A recent report from the State Bank of India (SBI) has suggested that the Reserve Bank of India (RBI) may not need to raise the repo rate in its forthcoming monetary policy review. Instead, the central bank could utilize short-term rate tools to effectively manage the rupee's exchange rate and liquidity conditions.
Key Recommendations
The SBI report titled 'No Need for Repo Rate Hike in This Policy' argues that the current macroeconomic environment does not warrant a conventional rate increase. It highlights that the RBI can deploy instruments like the standing deposit facility (SDF) and marginal standing facility (MSF) to fine-tune liquidity and curb excessive rupee volatility.
Rupee Management Strategy
According to the report, short-term rate tools offer more flexibility in addressing immediate currency pressures without disrupting the broader interest rate trajectory. The SBI economists believe that such measures can help stabilize the rupee without impacting economic growth prospects.
Inflation Outlook
The report also notes that inflation is largely under control, reducing the urgency for a repo rate hike.

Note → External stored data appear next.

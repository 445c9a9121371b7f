//! Built-in functions callable from DApp programs
//!
//! Pure built-ins are always available and never observe anything outside
//! their arguments. Host capabilities (`print`, `now`, `env`) exist only in
//! unsandboxed mode. Module loading is never available.

use crate::executor::Fault;
use crate::value::Value;

/// Names of host capabilities, gated on unsandboxed mode
pub const HOST_CAPABILITIES: &[&str] = &["print", "now", "env"];

/// Invoke a built-in by name
pub fn call(name: &str, args: Vec<Value>, host_capabilities: bool) -> Result<Value, Fault> {
    if name == "require" {
        return Err(Fault::Forbidden("module loading is not available".into()));
    }
    if HOST_CAPABILITIES.contains(&name) {
        if !host_capabilities {
            return Err(Fault::Forbidden(format!(
                "'{}' is not available in sandboxed mode",
                name
            )));
        }
        return host_call(name, args);
    }

    match name {
        "len" => {
            let [value] = arity::<1>(name, args)?;
            match value {
                Value::String(s) => Ok(Value::Integer(s.chars().count() as i64)),
                Value::Array(items) => Ok(Value::Integer(items.len() as i64)),
                Value::Object(map) => Ok(Value::Integer(map.len() as i64)),
                other => Err(type_error(name, &other)),
            }
        }
        "keys" => match arity::<1>(name, args)? {
            [Value::Object(map)] => Ok(Value::Array(map.into_keys().map(Value::String).collect())),
            [other] => Err(type_error(name, &other)),
        },
        "values" => match arity::<1>(name, args)? {
            [Value::Object(map)] => Ok(Value::Array(map.into_values().collect())),
            [other] => Err(type_error(name, &other)),
        },
        "has" => match arity::<2>(name, args)? {
            [Value::Object(map), Value::String(key)] => Ok(Value::Boolean(map.contains_key(&key))),
            [Value::Array(items), needle] => {
                Ok(Value::Boolean(items.iter().any(|item| item.loose_eq(&needle))))
            }
            [Value::String(s), Value::String(needle)] => Ok(Value::Boolean(s.contains(&needle))),
            [other, _] => Err(type_error(name, &other)),
        },
        "push" => {
            let mut args = args.into_iter();
            match args.next() {
                Some(Value::Array(mut items)) => {
                    items.extend(args);
                    Ok(Value::Array(items))
                }
                Some(other) => Err(type_error(name, &other)),
                None => Err(arity_error(name, 1, 0)),
            }
        }
        "slice" => slice(args),
        "str" => {
            let [value] = arity::<1>(name, args)?;
            Ok(Value::String(value.to_text()))
        }
        "int" => {
            let [value] = arity::<1>(name, args)?;
            to_int(value)
        }
        "float" => {
            let [value] = arity::<1>(name, args)?;
            match value {
                Value::Integer(i) => Ok(Value::Float(i as f64)),
                Value::Float(f) => Ok(Value::Float(f)),
                Value::String(s) => s
                    .trim()
                    .parse::<f64>()
                    .ok()
                    .filter(|f| f.is_finite())
                    .map(Value::Float)
                    .ok_or_else(|| Fault::Runtime(format!("Cannot convert '{}' to float", s))),
                other => Err(type_error(name, &other)),
            }
        }
        "abs" => match arity::<1>(name, args)? {
            [Value::Integer(i)] => i
                .checked_abs()
                .map(Value::Integer)
                .ok_or_else(|| Fault::Runtime("Integer overflow".into())),
            [Value::Float(f)] => Ok(Value::Float(f.abs())),
            [other] => Err(type_error(name, &other)),
        },
        "floor" => match arity::<1>(name, args)? {
            [Value::Integer(i)] => Ok(Value::Integer(i)),
            [Value::Float(f)] => float_to_int(f.floor()),
            [other] => Err(type_error(name, &other)),
        },
        "min" | "max" => extremum(name, args),
        "typeOf" => {
            let [value] = arity::<1>(name, args)?;
            Ok(Value::String(value.type_name().to_string()))
        }
        _ => Err(Fault::Runtime(format!("'{}' is not a function", name))),
    }
}

fn host_call(name: &str, args: Vec<Value>) -> Result<Value, Fault> {
    match name {
        "print" => {
            let line: Vec<String> = args.iter().map(Value::to_text).collect();
            tracing::info!(target: "spire::dapp", "{}", line.join(" "));
            Ok(Value::Null)
        }
        "now" => {
            let millis = std::time::SystemTime::now()
                .duration_since(std::time::UNIX_EPOCH)
                .map(|d| d.as_millis() as i64)
                .unwrap_or(0);
            Ok(Value::Integer(millis))
        }
        _ => match arity::<1>(name, args)? {
            [Value::String(var)] => Ok(std::env::var(var).map(Value::String).unwrap_or(Value::Null)),
            [other] => Err(type_error(name, &other)),
        },
    }
}

// ── Helpers ───────────────────────────────────────────────

fn arity<const N: usize>(name: &str, args: Vec<Value>) -> Result<[Value; N], Fault> {
    let got = args.len();
    <[Value; N]>::try_from(args).map_err(|_| arity_error(name, N, got))
}

fn arity_error(name: &str, expected: usize, got: usize) -> Fault {
    Fault::Runtime(format!(
        "{}() expects {} argument(s), got {}",
        name, expected, got
    ))
}

fn type_error(name: &str, value: &Value) -> Fault {
    Fault::Runtime(format!("{}() cannot be applied to {}", name, value.type_name()))
}

fn float_to_int(f: f64) -> Result<Value, Fault> {
    if f.is_finite() && f >= i64::MIN as f64 && f < i64::MAX as f64 {
        Ok(Value::Integer(f as i64))
    } else {
        Err(Fault::Runtime(format!("{} is out of integer range", f)))
    }
}

fn to_int(value: Value) -> Result<Value, Fault> {
    match value {
        Value::Integer(i) => Ok(Value::Integer(i)),
        Value::Float(f) => float_to_int(f.trunc()),
        Value::Boolean(b) => Ok(Value::Integer(b as i64)),
        Value::String(s) => s
            .trim()
            .parse::<i64>()
            .map(Value::Integer)
            .map_err(|_| Fault::Runtime(format!("Cannot convert '{}' to int", s))),
        other => Err(type_error("int", &other)),
    }
}

/// Resolve a possibly negative bound against a length
fn bound(value: Option<&Value>, len: usize, default: usize) -> Result<usize, Fault> {
    match value {
        None | Some(Value::Null) => Ok(default),
        Some(Value::Integer(i)) if *i < 0 => Ok(len.saturating_sub(i.unsigned_abs() as usize)),
        Some(Value::Integer(i)) => Ok((*i as usize).min(len)),
        Some(other) => Err(type_error("slice", other)),
    }
}

fn slice(args: Vec<Value>) -> Result<Value, Fault> {
    if args.is_empty() || args.len() > 3 {
        return Err(arity_error("slice", 3, args.len()));
    }
    match &args[0] {
        Value::Array(items) => {
            let start = bound(args.get(1), items.len(), 0)?;
            let end = bound(args.get(2), items.len(), items.len())?;
            Ok(Value::Array(if start < end {
                items[start..end].to_vec()
            } else {
                Vec::new()
            }))
        }
        Value::String(s) => {
            let chars: Vec<char> = s.chars().collect();
            let start = bound(args.get(1), chars.len(), 0)?;
            let end = bound(args.get(2), chars.len(), chars.len())?;
            Ok(Value::String(if start < end {
                chars[start..end].iter().collect()
            } else {
                String::new()
            }))
        }
        other => Err(type_error("slice", other)),
    }
}

fn extremum(name: &str, args: Vec<Value>) -> Result<Value, Fault> {
    let mut args = args.into_iter();
    let mut best = args.next().ok_or_else(|| arity_error(name, 1, 0))?;
    best.as_f64().ok_or_else(|| type_error(name, &best))?;
    for candidate in args {
        let (a, b) = match (best.as_f64(), candidate.as_f64()) {
            (Some(a), Some(b)) => (a, b),
            _ => return Err(type_error(name, &candidate)),
        };
        let replace = if name == "min" { b < a } else { b > a };
        if replace {
            best = candidate;
        }
    }
    Ok(best)
}
impl SubobjectStore {
    /// Creates an empty store for the given space.
    #[must_use]
    pub fn new(space: Space) -> Self {
        Self {
            space,
            vertices: ElementMap::new(),
            edges: ElementMap::new(),
            polygons: ElementMap::new(),
            picking: PerCategory::default(),
        }
    }

    #[must_use]
    pub fn space(&self) -> Space {
        self.space
    }

    /// Copies every record into a new store for `space`, keeping IDs, order
    /// and render rows.
    #[must_use]
    pub fn clone_into_space(&self, space: Space) -> Self {
        let mut copy = Self::new(space);
        for vertex in self.vertices.iter() {
            copy.add_vertex(vertex.in_space(space));
        }
        for edge in self.edges.iter() {
            copy.add_edge(edge.in_space(space));
        }
        for polygon in self.polygons.iter() {
            copy.add_polygon(polygon.in_space(space));
        }
        copy
    }

    // --- Vertex operations ---

    /// Inserts a vertex and returns its ID.
    pub fn add_vertex(&mut self, vertex: Vertex) -> VertexId {
        let id = vertex.id();
        self.picking[Category::Vertex].insert(vertex.picking_id(), id.raw());
        self.vertices.insert(id, vertex);
        id
    }

    /// Returns the vertex record, or an error if not found.
    ///
    /// # Errors
    ///
    /// Returns an error if the vertex is not in the store.
    pub fn vertex(&self, id: VertexId) -> Result<&Vertex, LookupError> {
        self.vertices.get(id).ok_or_else(|| LookupError::missing(id))
    }

    pub(crate) fn vertex_mut(&mut self, id: VertexId) -> Result<&mut Vertex, LookupError> {
        self.vertices.get_mut(id).ok_or_else(|| LookupError::missing(id))
    }

    /// Removes a vertex from the store.
    ///
    /// # Errors
    ///
    /// Returns an error if the vertex is not in the store.
    pub(crate) fn remove_vertex(&mut self, id: VertexId) -> Result<Vertex, LookupError> {
        let vertex = self.vertices.remove(id).ok_or_else(|| LookupError::missing(id))?;
        self.picking[Category::Vertex].remove(&vertex.picking_id());
        Ok(vertex)
    }

    #[must_use]
    pub fn vertices(&self) -> &ElementMap<VertexId, Vertex> {
        &self.vertices
    }

    /// Moves a vertex, dropping the cached center and normal of its polygon.
    ///
    /// # Errors
    ///
    /// Returns an error if the vertex is not in the store.
    pub(crate) fn set_vertex_pos(&mut self, id: VertexId, pos: Point3) -> Result<(), LookupError> {
        let vertex = self.vertex_mut(id)?;
        vertex.set_pos(pos);
        let polygon_id = vertex.polygon_id();
        if let Some(polygon) = self.polygons.get(polygon_id) {
            polygon.invalidate();
        }
        Ok(())
    }

    // --- Edge operations ---

    /// Inserts an edge and returns its ID.
    pub fn add_edge(&mut self, edge: Edge) -> EdgeId {
        let id = edge.id();
        self.picking[Category::Edge].insert(edge.picking_id(), id.raw());
        self.edges.insert(id, edge);
        id
    }

    /// Returns the edge record, or an error if not found.
    ///
    /// # Errors
    ///
    /// Returns an error if the edge is not in the store.
    pub fn edge(&self, id: EdgeId) -> Result<&Edge, LookupError> {
        self.edges.get(id).ok_or_else(|| LookupError::missing(id))
    }

    /// Removes an edge from the store.
    ///
    /// # Errors
    ///
    /// Returns an error if the edge is not in the store.
    pub(crate) fn remove_edge(&mut self, id: EdgeId) -> Result<Edge, LookupError> {
        let edge = self.edges.remove(id).ok_or_else(|| LookupError::missing(id))?;
        self.picking[Category::Edge].remove(&edge.picking_id());
        Ok(edge)
    }

    #[must_use]
    pub fn edges(&self) -> &ElementMap<EdgeId, Edge> {
        &self.edges
    }

    /// Render rows of an edge's start and end vertex.
    ///
    /// # Errors
    ///
    /// Returns an error if the edge or one of its vertices is not in the store.
    pub fn edge_rows(&self, id: EdgeId) -> Result<[usize; 2], LookupError> {
        let [start, end] = self.edge(id)?.vertex_ids();
        Ok([self.vertex(start)?.row_index(), self.vertex(end)?.row_index()])
    }

    // --- Polygon operations ---

    /// Inserts a polygon and returns its ID.
    pub fn add_polygon(&mut self, polygon: Polygon) -> PolygonId {
        let id = polygon.id();
        self.picking[Category::Polygon].insert(polygon.picking_id(), id.raw());
        self.polygons.insert(id, polygon);
        id
    }

    /// Returns the polygon record, or an error if not found.
    ///
    /// # Errors
    ///
    /// Returns an error if the polygon is not in the store.
    pub fn polygon(&self, id: PolygonId) -> Result<&Polygon, LookupError> {
        self.polygons.get(id).ok_or_else(|| LookupError::missing(id))
    }

    pub(crate) fn polygon_mut(&mut self, id: PolygonId) -> Result<&mut Polygon, LookupError> {
        self.polygons.get_mut(id).ok_or_else(|| LookupError::missing(id))
    }

    /// Removes a polygon record. Its vertices and edges are left in place.
    ///
    /// # Errors
    ///
    /// Returns an error if the polygon is not in the store.
    pub(crate) fn remove_polygon(&mut self, id: PolygonId) -> Result<Polygon, LookupError> {
        let polygon = self.polygons.remove(id).ok_or_else(|| LookupError::missing(id))?;
        self.picking[Category::Polygon].remove(&polygon.picking_id());
        Ok(polygon)
    }

    #[must_use]
    pub fn polygons(&self) -> &ElementMap<PolygonId, Polygon> {
        &self.polygons
    }

    /// Positions of a polygon's boundary vertices, in recorded order.
    ///
    /// # Errors
    ///
    /// Returns an error if the polygon or one of its vertices is not in the store.
    pub fn polygon_positions(&self, id: PolygonId) -> Result<Vec<Point3>, LookupError> {
        self.polygon(id)?
            .vertex_ids()
            .iter()
            .map(|&v| self.vertex(v).map(Vertex::pos))
            .collect()
    }

    /// Center of a polygon (mean of its boundary vertices), computed on demand.
    ///
    /// # Errors
    ///
    /// Returns an error if the polygon or one of its vertices is not in the store.
    pub fn polygon_center(&self, id: PolygonId) -> Result<Point3, LookupError> {
        let polygon = self.polygon(id)?;
        if let Some(center) = polygon.cached_center() {
            return Ok(center);
        }
        let positions = self.polygon_positions(id)?;
        let sum = positions.iter().fold(Vector3::zeros(), |acc, p| acc + p.coords);
        #[allow(clippy::cast_precision_loss)]
        let center = Point3::from(sum / positions.len().max(1) as f64);
        polygon.cache_center(center);
        Ok(center)
    }

    /// Unnormalized normal of one triangle of a polygon.
    ///
    /// # Errors
    ///
    /// Returns an error if the polygon, the triangle or one of its vertices is
    /// not found.
    pub fn triangle_normal(&self, id: PolygonId, triangle: usize) -> Result<Vector3, LookupError> {
        let tri = self
            .polygon(id)?
            .triangles()
            .get(triangle)
            .copied()
            .ok_or_else(|| LookupError::missing(id))?;
        let p1 = self.vertex(tri[0])?.pos();
        let p2 = self.vertex(tri[1])?.pos();
        let p3 = self.vertex(tri[2])?.pos();
        Ok((p2 - p1).cross(&(p3 - p2)))
    }

    /// Face normal of a polygon: the mean of its triangle normals, computed on demand.
    ///
    /// # Errors
    ///
    /// Returns an error if the polygon or one of its vertices is not in the store.
    pub fn polygon_normal(&self, id: PolygonId) -> Result<Vector3, LookupError> {
        let polygon = self.polygon(id)?;
        if let Some(normal) = polygon.cached_normal() {
            return Ok(normal);
        }
        let count = polygon.triangles().len();
        let mut sum = Vector3::zeros();
        for i in 0..count {
            sum += self.triangle_normal(id, i)?;
        }
        #[allow(clippy::cast_precision_loss)]
        let normal = sum / count.max(1) as f64;
        polygon.cache_normal(normal);
        Ok(normal)
    }

    // --- Picking ---

    /// Returns the raw ID of the live element with `picking_id` in `category`.
    #[must_use]
    pub fn element_by_picking_id(&self, category: Category, picking_id: u32) -> Option<u64> {
        self.picking[category].get(&picking_id).copied()
    }

    /// Resolves a picked color back to a typed element ID.
    #[must_use]
    pub fn picked<K: ElementKey>(&self, color: PickingColor) -> Option<K> {
        let (picking_id, category) = color.decode()?;
        if category != K::CATEGORY {
            return None;
        }
        self.element_by_picking_id(category, picking_id).map(K::from_raw)
    }

    // --- Render layout ---

    /// Assigns render rows to every vertex and returns the total row count.
    ///
    /// Polygons are walked in insertion order; within a polygon, vertices are
    /// numbered in order of first appearance in its triangles, and each
    /// polygon's block starts after the previous polygon's vertices.
    pub fn assign_row_indices(&mut self) -> usize {
        let mut offset = 0;
        for polygon_id in self.polygons.ids().collect::<Vec<_>>() {
            let Some(polygon) = self.polygons.get(polygon_id) else {
                continue;
            };
            let mut seen = HashSet::with_capacity(polygon.vertex_count());
            let mut local = Vec::with_capacity(polygon.vertex_count());
            for &vertex_id in polygon.triangles().iter().flatten() {
                if seen.insert(vertex_id) {
                    local.push(vertex_id);
                }
            }
            let block = polygon.vertex_count();
            for (i, vertex_id) in local.into_iter().enumerate() {
                if let Some(vertex) = self.vertices.get_mut(vertex_id) {
                    vertex.set_row_index(offset + i);
                }
            }
            offset += block;
        }
        offset
    }

    /// Position of every edge in the line primitive built from this store.
    #[must_use]
    pub fn edge_primitive_order(&self) -> HashMap<EdgeId, usize> {
        self.polygons
            .iter()
            .flat_map(Polygon::edge_ids)
            .copied()
            .enumerate()
            .map(|(i, edge_id)| (edge_id, i))
            .collect()
    }
}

It points out that core inflation has moderated, and food price pressures are expected to ease in the coming months. This provides the RBI with room to maintain a status quo on policy rates.
Market Implications
If the RBI heeds this advice, it could signal a dovish stance, potentially boosting bond markets and easing borrowing costs for corporates. However, the report cautions that global factors, such as US Federal Reserve actions, remain a key risk to monitor.
Conclusion
The SBI report concludes that a repo rate hike is unnecessary in the current policy cycle. By leveraging short-term rate tools, the RBI can achieve its objectives of rupee stability and inflation management without jeopardizing economic recovery.